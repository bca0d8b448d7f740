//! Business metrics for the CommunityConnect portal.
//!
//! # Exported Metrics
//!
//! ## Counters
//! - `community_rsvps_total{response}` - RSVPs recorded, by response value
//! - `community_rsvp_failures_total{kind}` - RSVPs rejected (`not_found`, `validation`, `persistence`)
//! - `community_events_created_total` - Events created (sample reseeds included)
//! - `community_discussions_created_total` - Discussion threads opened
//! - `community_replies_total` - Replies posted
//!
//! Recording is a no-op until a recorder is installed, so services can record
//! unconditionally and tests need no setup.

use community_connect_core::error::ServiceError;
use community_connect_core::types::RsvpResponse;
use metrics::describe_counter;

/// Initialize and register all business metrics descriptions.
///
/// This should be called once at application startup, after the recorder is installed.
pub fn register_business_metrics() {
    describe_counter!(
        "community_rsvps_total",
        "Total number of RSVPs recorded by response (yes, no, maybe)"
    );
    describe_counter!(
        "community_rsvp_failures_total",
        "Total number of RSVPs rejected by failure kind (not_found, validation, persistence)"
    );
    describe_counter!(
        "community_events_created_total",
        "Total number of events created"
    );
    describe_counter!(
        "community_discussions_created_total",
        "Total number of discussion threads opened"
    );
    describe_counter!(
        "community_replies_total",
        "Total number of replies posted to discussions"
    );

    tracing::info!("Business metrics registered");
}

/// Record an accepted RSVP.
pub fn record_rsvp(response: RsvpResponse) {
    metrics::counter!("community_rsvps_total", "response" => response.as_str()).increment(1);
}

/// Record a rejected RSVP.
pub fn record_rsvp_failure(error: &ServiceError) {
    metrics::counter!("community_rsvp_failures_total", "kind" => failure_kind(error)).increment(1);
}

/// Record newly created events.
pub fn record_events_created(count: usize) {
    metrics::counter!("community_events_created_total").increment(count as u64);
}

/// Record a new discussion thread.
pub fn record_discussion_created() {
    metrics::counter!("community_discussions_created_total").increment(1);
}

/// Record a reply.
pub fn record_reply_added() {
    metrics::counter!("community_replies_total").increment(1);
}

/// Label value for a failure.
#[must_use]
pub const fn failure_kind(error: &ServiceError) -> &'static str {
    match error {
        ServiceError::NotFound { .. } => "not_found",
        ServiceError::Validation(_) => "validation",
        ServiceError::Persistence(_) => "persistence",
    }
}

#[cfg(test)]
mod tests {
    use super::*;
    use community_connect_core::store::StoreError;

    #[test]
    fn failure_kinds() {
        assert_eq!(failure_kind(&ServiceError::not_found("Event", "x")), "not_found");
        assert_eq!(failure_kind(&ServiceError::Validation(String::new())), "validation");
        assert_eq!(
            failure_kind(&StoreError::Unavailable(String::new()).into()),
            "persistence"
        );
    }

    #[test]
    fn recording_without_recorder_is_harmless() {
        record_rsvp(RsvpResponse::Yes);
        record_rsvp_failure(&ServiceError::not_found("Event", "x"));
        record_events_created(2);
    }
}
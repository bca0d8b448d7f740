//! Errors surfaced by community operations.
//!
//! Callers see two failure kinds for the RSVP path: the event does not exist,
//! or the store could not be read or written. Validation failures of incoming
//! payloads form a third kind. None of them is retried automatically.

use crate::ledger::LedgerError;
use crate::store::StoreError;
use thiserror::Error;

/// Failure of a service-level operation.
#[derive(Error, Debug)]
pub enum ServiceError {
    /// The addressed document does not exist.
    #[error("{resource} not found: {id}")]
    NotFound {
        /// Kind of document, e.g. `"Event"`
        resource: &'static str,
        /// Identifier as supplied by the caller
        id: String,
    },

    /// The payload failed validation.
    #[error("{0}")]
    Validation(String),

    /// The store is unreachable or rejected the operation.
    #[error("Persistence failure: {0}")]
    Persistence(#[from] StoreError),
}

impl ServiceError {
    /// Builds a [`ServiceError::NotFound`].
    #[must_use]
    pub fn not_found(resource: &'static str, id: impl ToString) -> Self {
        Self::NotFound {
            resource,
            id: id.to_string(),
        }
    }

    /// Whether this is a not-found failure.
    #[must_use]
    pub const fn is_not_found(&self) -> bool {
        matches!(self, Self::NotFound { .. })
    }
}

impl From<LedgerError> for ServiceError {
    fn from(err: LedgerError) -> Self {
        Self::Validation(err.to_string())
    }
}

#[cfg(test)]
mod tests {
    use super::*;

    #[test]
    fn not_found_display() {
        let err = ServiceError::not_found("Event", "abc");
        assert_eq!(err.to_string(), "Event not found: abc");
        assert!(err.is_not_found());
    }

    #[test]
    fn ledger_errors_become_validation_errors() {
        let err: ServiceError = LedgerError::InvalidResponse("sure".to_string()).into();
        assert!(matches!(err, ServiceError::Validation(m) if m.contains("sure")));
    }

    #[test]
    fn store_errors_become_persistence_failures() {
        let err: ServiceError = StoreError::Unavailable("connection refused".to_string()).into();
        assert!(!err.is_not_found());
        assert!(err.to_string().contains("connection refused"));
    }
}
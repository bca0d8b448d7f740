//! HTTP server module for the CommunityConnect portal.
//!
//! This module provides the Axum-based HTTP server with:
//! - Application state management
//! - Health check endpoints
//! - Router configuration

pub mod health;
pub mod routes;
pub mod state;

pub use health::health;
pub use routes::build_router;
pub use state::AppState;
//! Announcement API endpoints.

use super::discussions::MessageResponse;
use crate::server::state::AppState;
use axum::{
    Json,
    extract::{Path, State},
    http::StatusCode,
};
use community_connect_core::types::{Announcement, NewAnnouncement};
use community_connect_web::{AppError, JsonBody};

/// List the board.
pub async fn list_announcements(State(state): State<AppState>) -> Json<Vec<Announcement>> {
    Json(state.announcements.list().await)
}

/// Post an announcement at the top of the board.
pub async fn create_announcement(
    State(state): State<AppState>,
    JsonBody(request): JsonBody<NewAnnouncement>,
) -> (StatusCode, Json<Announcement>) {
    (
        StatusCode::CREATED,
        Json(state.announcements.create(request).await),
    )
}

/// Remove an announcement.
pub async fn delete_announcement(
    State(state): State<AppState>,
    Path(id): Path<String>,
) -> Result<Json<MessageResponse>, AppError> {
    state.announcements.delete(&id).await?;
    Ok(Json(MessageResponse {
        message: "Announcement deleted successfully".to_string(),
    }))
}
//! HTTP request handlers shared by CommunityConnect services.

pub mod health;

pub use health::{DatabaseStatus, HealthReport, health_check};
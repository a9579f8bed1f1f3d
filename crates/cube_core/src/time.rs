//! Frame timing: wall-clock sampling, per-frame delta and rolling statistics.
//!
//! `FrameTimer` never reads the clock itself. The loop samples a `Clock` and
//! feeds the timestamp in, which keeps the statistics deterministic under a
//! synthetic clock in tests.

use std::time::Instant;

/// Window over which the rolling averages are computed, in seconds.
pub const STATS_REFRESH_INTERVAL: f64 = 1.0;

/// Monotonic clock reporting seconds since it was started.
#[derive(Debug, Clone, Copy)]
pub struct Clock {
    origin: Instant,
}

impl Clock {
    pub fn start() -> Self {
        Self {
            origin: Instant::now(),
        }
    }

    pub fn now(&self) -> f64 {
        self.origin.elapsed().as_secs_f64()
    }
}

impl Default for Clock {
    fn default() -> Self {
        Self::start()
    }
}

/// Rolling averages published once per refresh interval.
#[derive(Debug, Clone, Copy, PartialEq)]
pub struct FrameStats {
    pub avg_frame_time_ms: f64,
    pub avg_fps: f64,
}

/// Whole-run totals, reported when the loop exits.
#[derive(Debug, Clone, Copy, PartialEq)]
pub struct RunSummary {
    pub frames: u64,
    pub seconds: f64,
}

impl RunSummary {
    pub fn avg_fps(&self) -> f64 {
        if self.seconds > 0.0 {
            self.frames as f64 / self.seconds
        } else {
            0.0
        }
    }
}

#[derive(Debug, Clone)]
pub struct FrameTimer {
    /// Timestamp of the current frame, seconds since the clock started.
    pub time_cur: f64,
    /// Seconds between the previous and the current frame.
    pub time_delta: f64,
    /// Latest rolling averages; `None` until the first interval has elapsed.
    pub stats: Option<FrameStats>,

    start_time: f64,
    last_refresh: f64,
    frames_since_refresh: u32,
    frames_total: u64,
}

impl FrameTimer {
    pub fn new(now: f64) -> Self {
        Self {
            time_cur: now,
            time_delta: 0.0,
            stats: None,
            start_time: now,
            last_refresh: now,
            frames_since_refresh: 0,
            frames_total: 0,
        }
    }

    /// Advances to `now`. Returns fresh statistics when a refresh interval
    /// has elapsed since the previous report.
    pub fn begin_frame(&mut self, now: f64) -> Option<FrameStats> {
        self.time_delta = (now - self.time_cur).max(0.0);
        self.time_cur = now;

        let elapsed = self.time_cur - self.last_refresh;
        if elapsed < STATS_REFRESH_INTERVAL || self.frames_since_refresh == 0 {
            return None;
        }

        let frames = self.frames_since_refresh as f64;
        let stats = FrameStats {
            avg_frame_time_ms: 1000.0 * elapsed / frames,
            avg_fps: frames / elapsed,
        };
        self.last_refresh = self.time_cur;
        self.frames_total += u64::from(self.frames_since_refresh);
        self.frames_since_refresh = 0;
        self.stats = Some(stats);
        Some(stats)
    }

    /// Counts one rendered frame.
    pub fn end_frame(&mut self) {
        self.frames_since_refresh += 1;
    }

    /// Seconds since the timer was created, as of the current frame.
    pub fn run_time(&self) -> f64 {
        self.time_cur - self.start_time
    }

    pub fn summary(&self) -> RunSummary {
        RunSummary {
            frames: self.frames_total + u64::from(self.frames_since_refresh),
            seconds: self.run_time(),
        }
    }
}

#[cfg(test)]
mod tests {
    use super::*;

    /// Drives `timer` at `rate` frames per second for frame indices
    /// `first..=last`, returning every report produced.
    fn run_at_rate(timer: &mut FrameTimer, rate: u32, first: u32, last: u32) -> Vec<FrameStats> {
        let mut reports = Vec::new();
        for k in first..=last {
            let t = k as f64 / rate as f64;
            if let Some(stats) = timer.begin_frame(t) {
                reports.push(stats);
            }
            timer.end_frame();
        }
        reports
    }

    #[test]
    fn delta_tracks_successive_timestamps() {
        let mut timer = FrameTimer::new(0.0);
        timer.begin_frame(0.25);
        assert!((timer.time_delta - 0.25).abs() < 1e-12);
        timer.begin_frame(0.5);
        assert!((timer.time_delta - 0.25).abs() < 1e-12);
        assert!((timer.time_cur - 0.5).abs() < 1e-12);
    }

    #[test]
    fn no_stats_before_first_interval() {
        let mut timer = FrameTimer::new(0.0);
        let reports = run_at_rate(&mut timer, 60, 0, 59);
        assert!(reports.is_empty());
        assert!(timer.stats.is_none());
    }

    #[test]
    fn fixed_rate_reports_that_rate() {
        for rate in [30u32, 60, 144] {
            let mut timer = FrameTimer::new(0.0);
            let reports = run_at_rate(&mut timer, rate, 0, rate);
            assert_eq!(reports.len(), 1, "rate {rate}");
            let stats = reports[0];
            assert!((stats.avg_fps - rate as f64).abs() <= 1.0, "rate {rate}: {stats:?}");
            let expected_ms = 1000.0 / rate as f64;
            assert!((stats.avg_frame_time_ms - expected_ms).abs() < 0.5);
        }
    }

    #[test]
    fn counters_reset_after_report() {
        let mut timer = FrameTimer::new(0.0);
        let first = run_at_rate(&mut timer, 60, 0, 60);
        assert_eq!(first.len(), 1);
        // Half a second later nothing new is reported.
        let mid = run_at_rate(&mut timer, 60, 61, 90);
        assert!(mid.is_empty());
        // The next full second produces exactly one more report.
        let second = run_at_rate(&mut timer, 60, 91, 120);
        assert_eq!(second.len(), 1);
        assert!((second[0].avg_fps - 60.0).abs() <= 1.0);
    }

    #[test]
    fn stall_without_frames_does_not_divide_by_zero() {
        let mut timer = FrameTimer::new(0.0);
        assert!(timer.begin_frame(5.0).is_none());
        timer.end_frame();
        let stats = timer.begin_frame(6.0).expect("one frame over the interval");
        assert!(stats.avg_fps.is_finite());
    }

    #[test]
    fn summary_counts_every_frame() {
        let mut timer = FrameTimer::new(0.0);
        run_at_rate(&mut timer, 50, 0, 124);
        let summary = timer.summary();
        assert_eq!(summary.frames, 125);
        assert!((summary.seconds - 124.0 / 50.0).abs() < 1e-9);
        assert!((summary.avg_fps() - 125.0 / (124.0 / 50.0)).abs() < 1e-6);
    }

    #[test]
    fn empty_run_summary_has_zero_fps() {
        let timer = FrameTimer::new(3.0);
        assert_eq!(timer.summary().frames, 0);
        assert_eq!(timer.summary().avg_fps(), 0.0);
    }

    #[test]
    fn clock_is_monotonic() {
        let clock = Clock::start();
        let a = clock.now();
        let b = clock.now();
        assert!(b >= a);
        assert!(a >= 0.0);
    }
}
========================
Activity:
Which lines belong in the answer? Exactly those from the first line of the entries through the line holding "- Discussion threads opened", inclusive, copied unchanged.

Response box:
repository bca0d8b448d7f740
//! Business metrics for the CommunityConnect portal.
//!
//! # Exported Metrics
//!
//! ## Counters
//! - `community_rsvps_total{response}` - RSVPs recorded, by response value
//! - `community_rsvp_failures_total{kind}` - RSVPs rejected (`not_found`, `validation`, `persistence`)
//! - `community_events_created_total` - Events created (sample reseeds included)
//! - `community_discussions_created_total` - Discussion threads opened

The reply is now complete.